- Data to examine -
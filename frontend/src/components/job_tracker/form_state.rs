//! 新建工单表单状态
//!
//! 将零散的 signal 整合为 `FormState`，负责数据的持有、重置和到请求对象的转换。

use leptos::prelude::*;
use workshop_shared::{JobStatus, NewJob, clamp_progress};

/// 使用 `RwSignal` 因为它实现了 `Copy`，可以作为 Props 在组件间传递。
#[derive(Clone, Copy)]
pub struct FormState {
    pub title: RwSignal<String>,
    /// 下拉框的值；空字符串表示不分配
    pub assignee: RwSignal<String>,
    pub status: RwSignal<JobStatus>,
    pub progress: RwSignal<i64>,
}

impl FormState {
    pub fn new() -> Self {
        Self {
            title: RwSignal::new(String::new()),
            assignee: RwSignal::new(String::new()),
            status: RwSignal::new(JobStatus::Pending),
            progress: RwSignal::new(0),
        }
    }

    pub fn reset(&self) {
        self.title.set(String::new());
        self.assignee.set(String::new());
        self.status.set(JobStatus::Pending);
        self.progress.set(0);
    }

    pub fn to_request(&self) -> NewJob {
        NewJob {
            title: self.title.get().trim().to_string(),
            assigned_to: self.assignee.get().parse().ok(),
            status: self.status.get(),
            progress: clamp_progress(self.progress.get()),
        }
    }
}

- Activity -
The answer must be the complete listing, repeated exactly.

- Output -
filename frontend/src/components/job_tracker/form_state.rs
//! 新建工单表单状态
//!
//! 将零散的 signal 整合为 `FormState`，负责数据的持有、重置和到请求对象的转换。

use leptos::prelude::*;
use workshop_shared::{JobStatus, NewJob, clamp_progress};

/// 使用 `RwSignal` 因为它实现了 `Copy`，可以作为 Props 在组件间传递。
#[derive(Clone, Copy)]
pub struct FormState {
    pub title: RwSignal<String>,
    /// 下拉框的值；空字符串表示不分配
    pub assignee: RwSignal<String>,
    pub status: RwSignal<JobStatus>,
    pub progress: RwSignal<i64>,
}

impl FormState {
    pub fn new() -> Self {
        Self {
            title: RwSignal::new(String::new()),
            assignee: RwSignal::new(String::new()),
            status: RwSignal::new(JobStatus::Pending),
            progress: RwSignal::new(0),
        }
    }

    pub fn reset(&self) {
        self.title.set(String::new());
        self.assignee.set(String::new());
        self.status.set(JobStatus::Pending);
        self.progress.set(0);
    }

    pub fn to_request(&self) -> NewJob {
        NewJob {
            title: self.title.get().trim().to_string(),
            assigned_to: self.assignee.get().parse().ok(),
            status: self.status.get(),
            progress: clamp_progress(self.progress.get()),
        }
    }
}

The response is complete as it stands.